**DATASET EXCERPTS**
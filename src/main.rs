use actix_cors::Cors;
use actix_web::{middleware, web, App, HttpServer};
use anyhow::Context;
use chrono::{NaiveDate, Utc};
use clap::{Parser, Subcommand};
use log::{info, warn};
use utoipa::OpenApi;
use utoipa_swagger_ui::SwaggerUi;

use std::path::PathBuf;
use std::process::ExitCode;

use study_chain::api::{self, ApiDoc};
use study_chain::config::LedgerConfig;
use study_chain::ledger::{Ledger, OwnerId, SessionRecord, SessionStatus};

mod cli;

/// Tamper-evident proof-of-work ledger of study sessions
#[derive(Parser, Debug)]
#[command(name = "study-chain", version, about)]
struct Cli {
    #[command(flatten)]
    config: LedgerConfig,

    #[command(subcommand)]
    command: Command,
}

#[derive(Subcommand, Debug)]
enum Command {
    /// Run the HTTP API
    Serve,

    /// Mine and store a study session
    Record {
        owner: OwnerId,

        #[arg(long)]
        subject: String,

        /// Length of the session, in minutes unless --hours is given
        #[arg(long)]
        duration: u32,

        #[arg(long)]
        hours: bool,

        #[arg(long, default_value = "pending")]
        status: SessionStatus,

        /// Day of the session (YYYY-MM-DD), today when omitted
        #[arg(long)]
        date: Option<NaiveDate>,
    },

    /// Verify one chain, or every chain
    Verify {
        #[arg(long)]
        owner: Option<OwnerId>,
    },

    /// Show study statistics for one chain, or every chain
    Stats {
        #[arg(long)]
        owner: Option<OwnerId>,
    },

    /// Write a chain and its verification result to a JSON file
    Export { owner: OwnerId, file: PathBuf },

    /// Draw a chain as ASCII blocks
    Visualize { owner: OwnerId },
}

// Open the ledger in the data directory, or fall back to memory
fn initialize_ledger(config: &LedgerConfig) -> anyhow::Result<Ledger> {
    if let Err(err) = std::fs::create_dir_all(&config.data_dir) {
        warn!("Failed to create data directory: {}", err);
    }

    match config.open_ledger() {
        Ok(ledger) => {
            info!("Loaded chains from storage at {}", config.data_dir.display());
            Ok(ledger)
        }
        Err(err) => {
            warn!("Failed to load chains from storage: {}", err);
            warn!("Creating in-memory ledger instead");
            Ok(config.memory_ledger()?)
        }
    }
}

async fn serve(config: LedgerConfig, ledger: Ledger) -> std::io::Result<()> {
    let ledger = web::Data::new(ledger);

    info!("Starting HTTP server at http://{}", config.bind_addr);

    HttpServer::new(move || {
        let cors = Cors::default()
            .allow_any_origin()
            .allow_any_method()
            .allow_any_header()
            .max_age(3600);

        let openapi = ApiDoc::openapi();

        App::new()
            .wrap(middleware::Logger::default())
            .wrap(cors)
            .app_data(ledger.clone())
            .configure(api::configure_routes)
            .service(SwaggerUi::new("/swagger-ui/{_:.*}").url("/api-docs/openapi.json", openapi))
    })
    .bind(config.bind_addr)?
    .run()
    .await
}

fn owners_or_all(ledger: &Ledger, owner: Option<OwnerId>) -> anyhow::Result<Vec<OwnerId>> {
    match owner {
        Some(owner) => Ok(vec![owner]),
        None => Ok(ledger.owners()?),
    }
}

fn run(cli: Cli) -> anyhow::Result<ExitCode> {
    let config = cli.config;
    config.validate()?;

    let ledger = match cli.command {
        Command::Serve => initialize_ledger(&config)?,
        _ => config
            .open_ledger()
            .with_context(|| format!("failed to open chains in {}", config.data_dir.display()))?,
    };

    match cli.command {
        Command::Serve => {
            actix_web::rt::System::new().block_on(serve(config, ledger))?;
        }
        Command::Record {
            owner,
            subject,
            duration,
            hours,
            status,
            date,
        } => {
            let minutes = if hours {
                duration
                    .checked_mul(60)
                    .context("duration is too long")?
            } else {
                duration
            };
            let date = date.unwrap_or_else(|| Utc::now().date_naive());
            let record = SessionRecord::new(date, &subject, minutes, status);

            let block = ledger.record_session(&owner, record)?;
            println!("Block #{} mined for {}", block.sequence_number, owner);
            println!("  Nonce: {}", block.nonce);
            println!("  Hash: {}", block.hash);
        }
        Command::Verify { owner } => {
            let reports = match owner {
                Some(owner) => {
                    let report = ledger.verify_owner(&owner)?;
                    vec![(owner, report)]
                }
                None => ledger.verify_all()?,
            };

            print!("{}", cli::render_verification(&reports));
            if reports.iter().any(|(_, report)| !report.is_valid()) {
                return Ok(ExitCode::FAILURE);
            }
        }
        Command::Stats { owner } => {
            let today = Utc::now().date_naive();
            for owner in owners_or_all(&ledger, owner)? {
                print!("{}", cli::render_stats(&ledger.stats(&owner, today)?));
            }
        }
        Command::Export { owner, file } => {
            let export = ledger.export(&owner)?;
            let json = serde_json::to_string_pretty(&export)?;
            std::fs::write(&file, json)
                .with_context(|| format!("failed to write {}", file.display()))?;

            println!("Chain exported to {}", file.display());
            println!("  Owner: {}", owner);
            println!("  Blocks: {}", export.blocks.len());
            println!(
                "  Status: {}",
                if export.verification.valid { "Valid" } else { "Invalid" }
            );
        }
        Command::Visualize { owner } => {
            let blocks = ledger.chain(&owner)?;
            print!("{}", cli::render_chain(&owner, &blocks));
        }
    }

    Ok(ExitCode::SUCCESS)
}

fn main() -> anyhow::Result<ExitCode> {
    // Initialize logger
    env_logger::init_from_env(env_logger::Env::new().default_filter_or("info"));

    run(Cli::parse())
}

---

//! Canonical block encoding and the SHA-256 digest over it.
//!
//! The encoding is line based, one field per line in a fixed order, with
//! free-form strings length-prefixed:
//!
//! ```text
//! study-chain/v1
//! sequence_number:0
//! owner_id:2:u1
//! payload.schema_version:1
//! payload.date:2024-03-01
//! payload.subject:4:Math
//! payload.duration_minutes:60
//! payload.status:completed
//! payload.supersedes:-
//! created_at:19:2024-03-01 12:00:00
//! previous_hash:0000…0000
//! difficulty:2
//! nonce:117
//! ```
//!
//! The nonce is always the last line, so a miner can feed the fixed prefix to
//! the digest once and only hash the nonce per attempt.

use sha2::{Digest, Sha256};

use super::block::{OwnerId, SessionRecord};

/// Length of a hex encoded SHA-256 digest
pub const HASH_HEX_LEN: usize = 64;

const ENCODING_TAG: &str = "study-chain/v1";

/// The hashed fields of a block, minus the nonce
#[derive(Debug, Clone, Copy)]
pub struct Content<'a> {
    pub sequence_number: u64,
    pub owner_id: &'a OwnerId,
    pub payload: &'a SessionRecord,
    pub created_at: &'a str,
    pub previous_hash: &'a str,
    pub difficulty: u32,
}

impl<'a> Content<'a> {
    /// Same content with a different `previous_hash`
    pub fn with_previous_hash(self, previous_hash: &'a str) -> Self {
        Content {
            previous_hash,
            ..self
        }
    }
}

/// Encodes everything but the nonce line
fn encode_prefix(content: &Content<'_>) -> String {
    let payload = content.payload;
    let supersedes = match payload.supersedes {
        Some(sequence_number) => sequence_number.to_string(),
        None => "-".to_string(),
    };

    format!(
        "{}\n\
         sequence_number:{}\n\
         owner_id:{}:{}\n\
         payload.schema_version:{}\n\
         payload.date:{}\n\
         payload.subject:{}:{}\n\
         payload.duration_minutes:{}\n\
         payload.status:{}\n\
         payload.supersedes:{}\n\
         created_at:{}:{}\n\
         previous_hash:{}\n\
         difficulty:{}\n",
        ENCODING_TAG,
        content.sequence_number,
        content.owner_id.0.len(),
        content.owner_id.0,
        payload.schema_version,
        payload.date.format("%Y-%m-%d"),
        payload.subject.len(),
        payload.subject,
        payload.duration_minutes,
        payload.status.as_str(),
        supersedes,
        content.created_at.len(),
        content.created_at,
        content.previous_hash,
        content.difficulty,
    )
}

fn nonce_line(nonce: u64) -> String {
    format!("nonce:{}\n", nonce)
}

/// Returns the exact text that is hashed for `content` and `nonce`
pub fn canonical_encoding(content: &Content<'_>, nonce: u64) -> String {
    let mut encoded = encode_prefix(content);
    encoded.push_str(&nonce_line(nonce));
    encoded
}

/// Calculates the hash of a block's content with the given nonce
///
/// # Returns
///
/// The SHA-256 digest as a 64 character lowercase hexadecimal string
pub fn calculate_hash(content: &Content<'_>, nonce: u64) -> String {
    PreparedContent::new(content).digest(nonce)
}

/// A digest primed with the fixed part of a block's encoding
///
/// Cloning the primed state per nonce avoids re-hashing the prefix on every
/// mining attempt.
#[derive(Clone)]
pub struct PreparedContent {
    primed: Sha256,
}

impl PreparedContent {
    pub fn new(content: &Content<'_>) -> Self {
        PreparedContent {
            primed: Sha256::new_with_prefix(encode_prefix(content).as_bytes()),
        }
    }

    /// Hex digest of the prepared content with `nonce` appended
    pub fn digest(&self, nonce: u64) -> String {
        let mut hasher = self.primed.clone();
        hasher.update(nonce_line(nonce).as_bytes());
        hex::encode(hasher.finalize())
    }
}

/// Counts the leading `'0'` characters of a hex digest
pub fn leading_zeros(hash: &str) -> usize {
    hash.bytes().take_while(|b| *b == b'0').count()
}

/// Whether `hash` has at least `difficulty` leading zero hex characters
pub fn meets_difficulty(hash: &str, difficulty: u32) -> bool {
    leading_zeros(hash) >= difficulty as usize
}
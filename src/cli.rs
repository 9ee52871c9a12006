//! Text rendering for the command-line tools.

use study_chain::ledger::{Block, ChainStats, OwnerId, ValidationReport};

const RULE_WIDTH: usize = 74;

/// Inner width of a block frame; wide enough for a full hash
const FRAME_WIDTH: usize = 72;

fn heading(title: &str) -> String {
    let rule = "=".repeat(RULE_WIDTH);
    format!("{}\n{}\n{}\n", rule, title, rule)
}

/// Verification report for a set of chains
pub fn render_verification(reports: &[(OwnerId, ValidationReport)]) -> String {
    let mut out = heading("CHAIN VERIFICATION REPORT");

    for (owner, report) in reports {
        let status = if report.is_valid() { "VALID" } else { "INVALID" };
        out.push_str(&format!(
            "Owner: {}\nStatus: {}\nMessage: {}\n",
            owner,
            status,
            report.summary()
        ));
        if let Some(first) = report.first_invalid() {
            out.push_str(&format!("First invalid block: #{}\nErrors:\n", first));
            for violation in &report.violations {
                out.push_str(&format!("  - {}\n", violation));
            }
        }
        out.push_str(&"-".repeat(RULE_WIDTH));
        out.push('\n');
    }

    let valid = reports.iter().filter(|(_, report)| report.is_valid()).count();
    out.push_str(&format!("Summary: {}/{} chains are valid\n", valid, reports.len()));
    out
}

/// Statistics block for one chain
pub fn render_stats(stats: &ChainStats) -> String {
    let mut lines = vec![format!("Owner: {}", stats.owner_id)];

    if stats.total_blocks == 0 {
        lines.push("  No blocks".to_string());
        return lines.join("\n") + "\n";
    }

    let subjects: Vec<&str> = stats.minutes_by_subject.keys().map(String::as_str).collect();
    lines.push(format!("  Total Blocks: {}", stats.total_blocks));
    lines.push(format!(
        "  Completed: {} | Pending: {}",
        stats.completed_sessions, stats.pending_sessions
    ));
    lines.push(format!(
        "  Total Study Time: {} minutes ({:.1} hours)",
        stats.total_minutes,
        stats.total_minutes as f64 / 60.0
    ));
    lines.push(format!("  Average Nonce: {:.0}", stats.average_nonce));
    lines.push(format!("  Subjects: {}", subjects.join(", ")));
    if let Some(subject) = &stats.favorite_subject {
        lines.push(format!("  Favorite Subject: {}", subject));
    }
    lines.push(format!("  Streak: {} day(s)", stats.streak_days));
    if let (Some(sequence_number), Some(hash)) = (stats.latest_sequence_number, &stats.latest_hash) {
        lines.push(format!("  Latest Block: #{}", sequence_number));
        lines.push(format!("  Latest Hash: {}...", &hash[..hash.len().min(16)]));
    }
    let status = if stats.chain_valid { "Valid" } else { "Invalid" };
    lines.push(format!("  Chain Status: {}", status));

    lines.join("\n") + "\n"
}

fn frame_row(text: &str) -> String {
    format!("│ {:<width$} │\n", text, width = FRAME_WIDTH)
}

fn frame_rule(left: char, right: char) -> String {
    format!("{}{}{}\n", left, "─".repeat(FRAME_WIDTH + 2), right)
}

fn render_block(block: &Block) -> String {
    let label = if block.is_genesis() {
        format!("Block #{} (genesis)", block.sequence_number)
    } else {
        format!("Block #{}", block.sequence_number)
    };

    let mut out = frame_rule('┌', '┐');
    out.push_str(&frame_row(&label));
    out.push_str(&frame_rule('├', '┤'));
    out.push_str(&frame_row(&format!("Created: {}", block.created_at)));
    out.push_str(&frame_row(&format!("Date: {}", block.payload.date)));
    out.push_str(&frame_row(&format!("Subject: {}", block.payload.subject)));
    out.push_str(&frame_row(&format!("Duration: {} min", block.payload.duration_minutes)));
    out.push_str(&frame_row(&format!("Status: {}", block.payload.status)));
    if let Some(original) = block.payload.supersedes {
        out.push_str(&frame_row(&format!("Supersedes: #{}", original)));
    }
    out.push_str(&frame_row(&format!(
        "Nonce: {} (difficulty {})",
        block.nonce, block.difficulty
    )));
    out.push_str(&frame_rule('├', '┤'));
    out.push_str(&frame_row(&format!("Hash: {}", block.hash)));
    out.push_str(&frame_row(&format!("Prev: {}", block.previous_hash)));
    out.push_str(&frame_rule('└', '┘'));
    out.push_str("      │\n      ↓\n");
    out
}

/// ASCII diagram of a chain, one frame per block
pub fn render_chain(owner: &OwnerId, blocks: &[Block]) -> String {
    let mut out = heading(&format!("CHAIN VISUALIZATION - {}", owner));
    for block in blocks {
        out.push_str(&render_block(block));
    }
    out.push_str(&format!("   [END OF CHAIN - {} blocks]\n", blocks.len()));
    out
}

**WHAT TO DO**
Tally every line in the listing above that contains "ApiDoc", then state only the total.

**YOUR SOLUTION**
2